Category: Hell in a handcart

We’re all doomed

  • Let boys be happy boys

    I’ve written a few times here about toxic masculinity, the idea that certain beliefs and expectations are bad for men as well as women. This, by Tim Winton, puts it really well.

    Boys and young men are so routinely expected to betray their better natures, to smother their consciences, to renounce the best of themselves and submit to something low and mean. As if there’s only one way of being a bloke, one valid interpretation of the part, the role, if you like. There’s a constant pressure to enlist, to pull on the uniform of misogyny and join the Shithead Army that enforces and polices sexism.
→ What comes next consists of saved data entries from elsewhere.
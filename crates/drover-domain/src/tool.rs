//! Provider-agnostic tool types.
//!
//! A tool declares a [`ToolDefinition`] (name, kind, JSON-schema parameters,
//! approval flags) and is invoked with a [`ToolCall`] whose `input` is the
//! raw JSON string produced by the model. Results carry transcript
//! [`MessagePart`]s.

use serde::{Deserialize, Serialize};
use serde_json::Value;

/// What a tool does to the workspace. Drives the approval policy.
#[derive(Debug, Clone, Copy, PartialEq, Eq, Hash, Serialize, Deserialize)]
#[serde(rename_all = "lowercase")]
pub enum ToolKind {
    Read,
    Write,
    Exec,
}

/// Message roles shared by transcripts and provider requests.
#[derive(Debug, Clone, Copy, PartialEq, Eq, Serialize, Deserialize)]
#[serde(rename_all = "lowercase")]
pub enum Role {
    System,
    User,
    Assistant,
    Tool,
}

#[derive(Debug, Clone, Serialize, Deserialize)]
pub struct ToolDefinition {
    pub name: String,
    pub description: String,
    pub kind: ToolKind,
    /// JSON Schema for the tool's parameters.
    #[serde(skip_serializing_if = "Option::is_none")]
    pub parameters: Option<Value>,
    #[serde(default)]
    pub requires_approval: bool,
    #[serde(default)]
    pub allow_without_approval: bool,
}

/// A structured request from the model to invoke a named tool.
#[derive(Debug, Clone, Serialize, Deserialize)]
pub struct ToolCall {
    pub id: String,
    pub name: String,
    /// Raw JSON argument string as produced by the model.
    pub input: String,
}

/// One entry of a transcript message.
#[derive(Debug, Clone, Serialize, Deserialize)]
#[serde(tag = "type", rename_all = "snake_case")]
pub enum MessagePart {
    Text {
        text: String,
    },
    Image {
        /// Workspace-relative attachment path (`attachments/<name>`).
        #[serde(rename = "ref")]
        attachment: String,
        #[serde(skip_serializing_if = "Option::is_none")]
        mime_type: Option<String>,
    },
    File {
        #[serde(rename = "ref")]
        attachment: String,
        #[serde(skip_serializing_if = "Option::is_none")]
        mime_type: Option<String>,
    },
    ToolUse {
        tool_call_id: String,
        tool_name: String,
        #[serde(default)]
        tool_input: Value,
    },
}

impl MessagePart {
    pub fn text(text: impl Into<String>) -> Self {
        MessagePart::Text { text: text.into() }
    }
}

#[derive(Debug, Clone, Serialize)]
pub struct ToolResult {
    pub id: String,
    pub ok: bool,
    pub parts: Vec<MessagePart>,
    #[serde(skip_serializing_if = "Option::is_none")]
    pub artifacts: Option<Vec<String>>,
    #[serde(skip_serializing_if = "Option::is_none")]
    pub error: Option<String>,
}

impl ToolResult {
    pub fn text(id: impl Into<String>, text: impl Into<String>) -> Self {
        Self {
            id: id.into(),
            ok: true,
            parts: vec![MessagePart::text(text)],
            artifacts: None,
            error: None,
        }
    }

    pub fn failure(id: impl Into<String>, error: impl Into<String>) -> Self {
        Self {
            id: id.into(),
            ok: false,
            parts: Vec::new(),
            artifacts: None,
            error: Some(error.into()),
        }
    }

    pub fn failure_with_text(
        id: impl Into<String>,
        error: impl Into<String>,
        text: impl Into<String>,
    ) -> Self {
        Self {
            id: id.into(),
            ok: false,
            parts: vec![MessagePart::text(text)],
            artifacts: None,
            error: Some(error.into()),
        }
    }
}

// ── Tool-input marshalling ─────────────────────────────────────────

/// Normalize a raw tool-input string to something JSON-parseable.
///
/// Empty or `null` input becomes `{}`. Invalid JSON gets one repair
/// attempt: extract the last balanced `{...}` substring (models sometimes
/// wrap arguments in prose). Anything else passes through unchanged.
pub fn normalize_tool_input(raw: &str) -> String {
    let trimmed = raw.trim();
    if trimmed.is_empty() || trimmed == "null" {
        return "{}".to_owned();
    }
    if is_valid_json(trimmed) {
        return trimmed.to_owned();
    }
    if let Some(candidate) = extract_last_json_object(trimmed) {
        if is_valid_json(candidate) {
            return candidate.to_owned();
        }
    }
    trimmed.to_owned()
}

/// Parse a tool input into a JSON value, falling back to the raw string.
pub fn parse_tool_input(raw: &str) -> Value {
    let trimmed = raw.trim();
    if trimmed.is_empty() || trimmed == "null" {
        return Value::Object(Default::default());
    }
    serde_json::from_str(trimmed).unwrap_or_else(|_| Value::String(trimmed.to_owned()))
}

/// A duplicate-detection key for a tool call: `name:canonical_input`.
///
/// Valid JSON inputs are re-serialized with sorted keys so semantically
/// equal calls collapse regardless of whitespace or key order.
pub fn tool_call_key(call: &ToolCall) -> String {
    let raw = call.input.trim();
    let canonical = if raw.is_empty() || raw == "null" {
        "{}".to_owned()
    } else {
        match serde_json::from_str::<Value>(raw) {
            Ok(value) => value.to_string(),
            Err(_) => raw.to_owned(),
        }
    };
    format!("{}:{}", call.name, canonical)
}

fn is_valid_json(value: &str) -> bool {
    serde_json::from_str::<Value>(value).is_ok()
}

/// Scan backwards for the last balanced `{...}` block.
fn extract_last_json_object(value: &str) -> Option<&str> {
    let bytes = value.as_bytes();
    let mut depth = 0usize;
    let mut end = None;
    for i in (0..bytes.len()).rev() {
        match bytes[i] {
            b'}' => {
                if depth == 0 {
                    end = Some(i);
                }
                depth += 1;
            }
            b'{' => {
                if depth > 0 {
                    depth -= 1;
                    if depth == 0 {
                        if let Some(end) = end {
                            return Some(&value[i..=end]);
                        }
                    }
                }
            }
            _ => {}
        }
    }
    None
}

#[cfg(test)]
mod tests {
    use super::*;

    #[test]
    fn normalize_empty_and_null() {
        assert_eq!(normalize_tool_input(""), "{}");
        assert_eq!(normalize_tool_input("  "), "{}");
        assert_eq!(normalize_tool_input("null"), "{}");
    }

    #[test]
    fn normalize_passes_valid_json() {
        assert_eq!(normalize_tool_input(r#"{"a": 1}"#), r#"{"a": 1}"#);
    }

    #[test]
    fn normalize_extracts_embedded_object() {
        let raw = r#"Sure, calling the tool now: {"path": "src/main.rs"} hope that helps"#;
        assert_eq!(normalize_tool_input(raw), r#"{"path": "src/main.rs"}"#);
    }

    #[test]
    fn normalize_keeps_garbage_as_is() {
        assert_eq!(normalize_tool_input("not json at all"), "not json at all");
    }

    #[test]
    fn parse_falls_back_to_string() {
        assert_eq!(parse_tool_input(""), serde_json::json!({}));
        assert_eq!(parse_tool_input(r#"{"a":1}"#), serde_json::json!({"a":1}));
        assert_eq!(parse_tool_input("plain"), Value::String("plain".into()));
    }

    #[test]
    fn call_key_collapses_semantic_duplicates() {
        let a = ToolCall {
            id: "c1".into(),
            name: "search".into(),
            input: r#"{"a":1,"b":2}"#.into(),
        };
        let b = ToolCall {
            id: "c2".into(),
            name: "search".into(),
            input: r#"{ "b": 2, "a": 1 }"#.into(),
        };
        assert_eq!(tool_call_key(&a), tool_call_key(&b));

        let c = ToolCall {
            id: "c3".into(),
            name: "search".into(),
            input: r#"{"a":2}"#.into(),
        };
        assert_ne!(tool_call_key(&a), tool_call_key(&c));
    }

    #[test]
    fn message_part_serde_tagging() {
        let part = MessagePart::ToolUse {
            tool_call_id: "call_1".into(),
            tool_name: "shell".into(),
            tool_input: serde_json::json!({"command": "ls"}),
        };
        let json = serde_json::to_value(&part).unwrap();
        assert_eq!(json["type"], "tool_use");
        assert_eq!(json["tool_name"], "shell");

        let image = MessagePart::Image {
            attachment: "attachments/shot.png".into(),
            mime_type: Some("image/png".into()),
        };
        let json = serde_json::to_value(&image).unwrap();
        assert_eq!(json["type"], "image");
        assert_eq!(json["ref"], "attachments/shot.png");

        let back: MessagePart = serde_json::from_value(json).unwrap();
        assert!(matches!(back, MessagePart::Image { .. }));
    }
}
    One of the most worrying things in the world right now is the radicalisation of young men, much of it online. Many young men are lost, and there are plenty of people offering them easy answers. All too often, they’re the wrong answers.

    In the absence of explicit, widely-shared and enriching rites of passage, young men in particular are forced to make themselves up as they go along. Which usually means they put themselves together from spare parts, and the stuff closest to hand tends to be cheap and defective. And that’s dangerous.

    Recruiters for the likes of the far right know this. It’s why you find them in forums where young men talk about depression, and anywhere else there are vulnerable young men looking for answers. It’s why they amplify the voices that tell people liberals, feminists, people of colour and LGBT people are stealing their birthright.

    A man in manacles doesn’t fully understand the threat he poses to others. Even as he’s raging against his bonds. Especially as he’s raging against his bonds. When you’re bred for mastery, when you’re trained to endure and fight and suppress empathy, how do you find your way in a world that cannot be mastered? How do you live a life in which all of us must eventually surrender and come to terms? Too many men are blunt instruments. Otherwise known, I guess, as tools. Because of poor training, they’re simply not fit for purpose. Because life is not a race, it’s not a game, and it’s not a fight.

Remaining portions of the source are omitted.